A esa edad empiezan la escuela talmúdica, a la que se les lleva el primer día totalmente cubiertos con una tela, para que lleguen puros, ataviados los varones con un batín dorado para la ocasión.
«Puedes reconocer de qué facción jasídica es alguien por su vestimenta y, en particular, por el tocado», explica Hovav, mostrando, entre otros, los gorros de las Toldot Aharón, un poco elevados al frente y de color blanco para el Shabat y negro a diario.
Algunas mujeres se colocan bajo el sombrero tocados que simulan un flequillo, un pequeño adorno en un mar de sobriedad y, en determinadas sectas, los rabinos permiten usar pelucas, que algunas hacen con sus propios cabellos.
En ocasiones especiales se ponen joyas, como diademas o diamantes y prefieren siempre la plata al oro, un material más impuro por el relato bíblico del becerro dorado.
Los varones visten batines negros o rayados, blancos en días especiales como Yom Kipur (Día del Perdón) o Rosh Hashaná (Año Nuevo), que se abrochan de derecha a izquierda para mostrar el triunfo de la misericordia sobre el discernimiento.
La corriente Lubavitch lleva sombreros de ala ancha con un pico triangular que simboliza la sabiduría, inteligencia y conocimiento, mientras otros grupos se tocan en Shabat con los imponentes «shtraimel» de piel de nutria o zorro.
El día de su boda, las mujeres se cubren la cara con una tela blanca y los hombres llevan bajo el traje largas camisolas interiores que serán también usadas como mortaja a su muerte.
Los matrimonios son arreglados por casamenteras, se pueden acordar en diez minutos y los novios nunca están juntos a solas antes de estar casados.
Los rabinos se atavian con elegantes batines, que abrochan con 62 pequeños ganchos que recuerdan el valor numérico del nombre de Dios, atados con cinturones blancos con 248 rayas, el número de mandamientos positivos que deben cumplir.
«Todos los objetos de los rabinos son sagrados, son venerados.
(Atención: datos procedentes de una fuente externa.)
pub mod archive;
pub mod convert;
pub mod error;
pub mod finalize;
pub mod import;
pub mod machine;
pub mod workdir;

pub use error::{ImportError, ImportResult};
pub use import::{import_ova, ImportEnv, ImportRequest};
pub use machine::{DiskSpec, MachineRecord};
Por eso ha costado mucho obtener préstamos para la exposición», explica Hovav.
«El rabino es como un rey, representa a Dios, se le pide ayuda, bendiciones, consejos que se siguen al pie de la letra. Hay una admiración absoluta. Ellos consultan todos los aspectos de la vida con el rabino, que es el hombre más importante en la vida de un jasídico», dice Hovav, que añade, que también son «sirvientes de su gente obligados siempre a atenderlos».
Un cargo casi hereditario, que se transmite a un hijo o, si no está preparado, a un alumno destacado, lo que a veces provoca escisiones que dibujan una rama más en el complejo árbol genealógico del jasidismo, en el que todos los miembros pueden reconocer su procedencia y trazar su origen hasta 250 años atrás.